**Exercise**
Every record must appear in the answer exactly as it stands.

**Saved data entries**
────────
//! Common utility functions shared by the domain and the engine.
//!
//! # Design Principles
//!
//! - **Pure functions only** - no side effects, no I/O
//! - **Minimal dependencies** - only chrono for datetime utilities

pub mod datetime;
pub mod string;

// Re-export commonly used functions at crate root for convenience
pub use datetime::date_stamp;
pub use string::{sanitize_filename, StringExt};
//! Place markers on the scenario map image.
//!
//! A marker holds its place by id only. Deleting the place leaves the marker
//! in place; it just resolves to no place until it is removed.

use serde::{Deserialize, Serialize};

use crate::entities::Place;
use crate::error::DomainError;
use crate::ids::PlaceId;

/// Pixel position on the map image. May lie outside the image, but both
/// coordinates are finite: JSON has no encoding for infinity or NaN.
#[derive(Debug, Clone, Copy, Default, PartialEq, Serialize, Deserialize)]
pub struct Position {
    x: f64,
    y: f64,
}

impl Position {
    pub fn new(x: f64, y: f64) -> Result<Self, DomainError> {
        if !x.is_finite() || !y.is_finite() {
            return Err(DomainError::validation(format!(
                "Map position must be finite, got ({}, {})",
                x, y
            )));
        }
        Ok(Self { x, y })
    }

    pub fn x(&self) -> f64 {
        self.x
    }

    pub fn y(&self) -> f64 {
        self.y
    }
}

#[derive(Debug, Clone, PartialEq, Serialize, Deserialize)]
#[serde(rename_all = "camelCase")]
pub struct MapMarker {
    pub place_id: PlaceId,
    pub position: Position,
}

impl MapMarker {
    pub fn new(place_id: PlaceId, position: Position) -> Self {
        Self { place_id, position }
    }
}

/// A marker joined with the place it points at, if that place still exists.
#[derive(Debug, Clone, PartialEq)]
pub struct ResolvedMarker<'a> {
    pub place_id: PlaceId,
    pub place: Option<&'a Place>,
    pub position: Position,
}

impl ResolvedMarker<'_> {
    pub fn is_dangling(&self) -> bool {
        self.place.is_none()
    }
}

pub fn resolve_markers<'a>(markers: &[MapMarker], places: &'a [Place]) -> Vec<ResolvedMarker<'a>> {
    markers
        .iter()
        .map(|marker| ResolvedMarker {
            place_id: marker.place_id,
            place: places.iter().find(|p| p.id == marker.place_id),
            position: marker.position,
        })
        .collect()
}

/// Places that have no marker yet, in their display order.
pub fn unplaced_places<'a>(markers: &[MapMarker], places: &'a [Place]) -> Vec<&'a Place> {
    places
        .iter()
        .filter(|place| !markers.iter().any(|m| m.place_id == place.id))
        .collect()
}
//! Value objects - immutable, validated-by-construction building blocks.

pub mod clock;
pub mod color;
pub mod names;

pub use clock::{ClockTime, Interval, TimePoint, INTERVAL_PRESETS, MINUTES_PER_DAY};
pub use color::{Color, COLOR_EVENT_DEFAULT, COLOR_SET};
pub use names::{
    CharacterName, PlaceMemo, PlaceName, PlayerName, ScenarioName, CHARACTER_NAME_MAX_LENGTH,
    PLACE_MEMO_MAX_LENGTH, PLACE_NAME_MAX_LENGTH, PLAYER_NAME_MAX_LENGTH,
    SCENARIO_NAME_MAX_LENGTH,
};
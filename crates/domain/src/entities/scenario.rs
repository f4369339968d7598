//! Scenario entity - session metadata

use serde::{Deserialize, Serialize};

use crate::value_objects::ScenarioName;

pub const DEFAULT_SCENARIO_NAME: &str = "Untitled scenario";

/// The mystery being authored: a name and a free-text synopsis.
#[derive(Debug, Clone, PartialEq, Eq, Serialize, Deserialize)]
#[serde(rename_all = "camelCase")]
pub struct Scenario {
    pub name: ScenarioName,
    #[serde(default)]
    pub synopsis: String,
}

impl Scenario {
    pub fn new(name: ScenarioName) -> Self {
        Self {
            name,
            synopsis: String::new(),
        }
    }
}

impl Default for Scenario {
    fn default() -> Self {
        Self::new(ScenarioName::from_trusted(DEFAULT_SCENARIO_NAME))
    }
}
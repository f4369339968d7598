//! Wall-clock port. Only the export file name reads the current date.

use chrono::{DateTime, Utc};

#[cfg_attr(test, mockall::automock)]
pub trait ClockPort: Send + Sync {
    fn now(&self) -> DateTime<Utc>;
}

/// System clock - uses real time.
pub struct SystemClock;

impl SystemClock {
    pub fn new() -> Self {
        Self
    }
}

impl Default for SystemClock {
    fn default() -> Self {
        Self::new()
    }
}

impl ClockPort for SystemClock {
    fn now(&self) -> DateTime<Utc> {
        Utc::now()
    }
}

/// Fixed clock for testing.
#[cfg(test)]
pub struct FixedClock(pub DateTime<Utc>);

#[cfg(test)]
impl ClockPort for FixedClock {
    fn now(&self) -> DateTime<Utc> {
        self.0
    }
}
────────
**Output of the exercise**
//! Common utility functions shared by the domain and the engine.
//!
//! # Design Principles
//!
//! - **Pure functions only** - no side effects, no I/O
//! - **Minimal dependencies** - only chrono for datetime utilities

pub mod datetime;
pub mod string;

// Re-export commonly used functions at crate root for convenience
pub use datetime::date_stamp;
pub use string::{sanitize_filename, StringExt};
//! Place markers on the scenario map image.
//!
//! A marker holds its place by id only. Deleting the place leaves the marker
//! in place; it just resolves to no place until it is removed.

use serde::{Deserialize, Serialize};

use crate::entities::Place;
use crate::error::DomainError;
use crate::ids::PlaceId;

/// Pixel position on the map image. May lie outside the image, but both
/// coordinates are finite: JSON has no encoding for infinity or NaN.
#[derive(Debug, Clone, Copy, Default, PartialEq, Serialize, Deserialize)]
pub struct Position {
    x: f64,
    y: f64,
}

impl Position {
    pub fn new(x: f64, y: f64) -> Result<Self, DomainError> {
        if !x.is_finite() || !y.is_finite() {
            return Err(DomainError::validation(format!(
                "Map position must be finite, got ({}, {})",
                x, y
            )));
        }
        Ok(Self { x, y })
    }

    pub fn x(&self) -> f64 {
        self.x
    }

    pub fn y(&self) -> f64 {
        self.y
    }
}

#[derive(Debug, Clone, PartialEq, Serialize, Deserialize)]
#[serde(rename_all = "camelCase")]
pub struct MapMarker {
    pub place_id: PlaceId,
    pub position: Position,
}

impl MapMarker {
    pub fn new(place_id: PlaceId, position: Position) -> Self {
        Self { place_id, position }
    }
}

/// A marker joined with the place it points at, if that place still exists.
#[derive(Debug, Clone, PartialEq)]
pub struct ResolvedMarker<'a> {
    pub place_id: PlaceId,
    pub place: Option<&'a Place>,
    pub position: Position,
}

impl ResolvedMarker<'_> {
    pub fn is_dangling(&self) -> bool {
        self.place.is_none()
    }
}

pub fn resolve_markers<'a>(markers: &[MapMarker], places: &'a [Place]) -> Vec<ResolvedMarker<'a>> {
    markers
        .iter()
        .map(|marker| ResolvedMarker {
            place_id: marker.place_id,
            place: places.iter().find(|p| p.id == marker.place_id),
            position: marker.position,
        })
        .collect()
}

/// Places that have no marker yet, in their display order.
pub fn unplaced_places<'a>(markers: &[MapMarker], places: &'a [Place]) -> Vec<&'a Place> {
    places
        .iter()
        .filter(|place| !markers.iter().any(|m| m.place_id == place.id))
        .collect()
}
//! Value objects - immutable, validated-by-construction building blocks.

pub mod clock;
pub mod color;
pub mod names;

pub use clock::{ClockTime, Interval, TimePoint, INTERVAL_PRESETS, MINUTES_PER_DAY};
pub use color::{Color, COLOR_EVENT_DEFAULT, COLOR_SET};
pub use names::{
    CharacterName, PlaceMemo, PlaceName, PlayerName, ScenarioName, CHARACTER_NAME_MAX_LENGTH,
    PLACE_MEMO_MAX_LENGTH, PLACE_NAME_MAX_LENGTH, PLAYER_NAME_MAX_LENGTH,
    SCENARIO_NAME_MAX_LENGTH,
};
filename crates/domain/src/entities/scenario.rs
repository f4369339968d7598
//! Scenario entity - session metadata

use serde::{Deserialize, Serialize};

use crate::value_objects::ScenarioName;

pub const DEFAULT_SCENARIO_NAME: &str = "Untitled scenario";

/// The mystery being authored: a name and a free-text synopsis.
#[derive(Debug, Clone, PartialEq, Eq, Serialize, Deserialize)]
#[serde(rename_all = "camelCase")]
pub struct Scenario {
    pub name: ScenarioName,
    #[serde(default)]
    pub synopsis: String,
}

impl Scenario {
    pub fn new(name: ScenarioName) -> Self {
        Self {
            name,
            synopsis: String::new(),
        }
    }
}

impl Default for Scenario {
    fn default() -> Self {
        Self::new(ScenarioName::from_trusted(DEFAULT_SCENARIO_NAME))
    }
}
repository f4369339968d7598
//! Wall-clock port. Only the export file name reads the current date.

use chrono::{DateTime, Utc};

#[cfg_attr(test, mockall::automock)]
pub trait ClockPort: Send + Sync {
    fn now(&self) -> DateTime<Utc>;
}

/// System clock - uses real time.
pub struct SystemClock;

impl SystemClock {
    pub fn new() -> Self {
        Self
    }
}

impl Default for SystemClock {
    fn default() -> Self {
        Self::new()
    }
}

impl ClockPort for SystemClock {
    fn now(&self) -> DateTime<Utc> {
        Utc::now()
    }
}

/// Fixed clock for testing.
#[cfg(test)]
pub struct FixedClock(pub DateTime<Utc>);

#[cfg(test)]
impl ClockPort for FixedClock {
    fn now(&self) -> DateTime<Utc> {
        self.0
    }
}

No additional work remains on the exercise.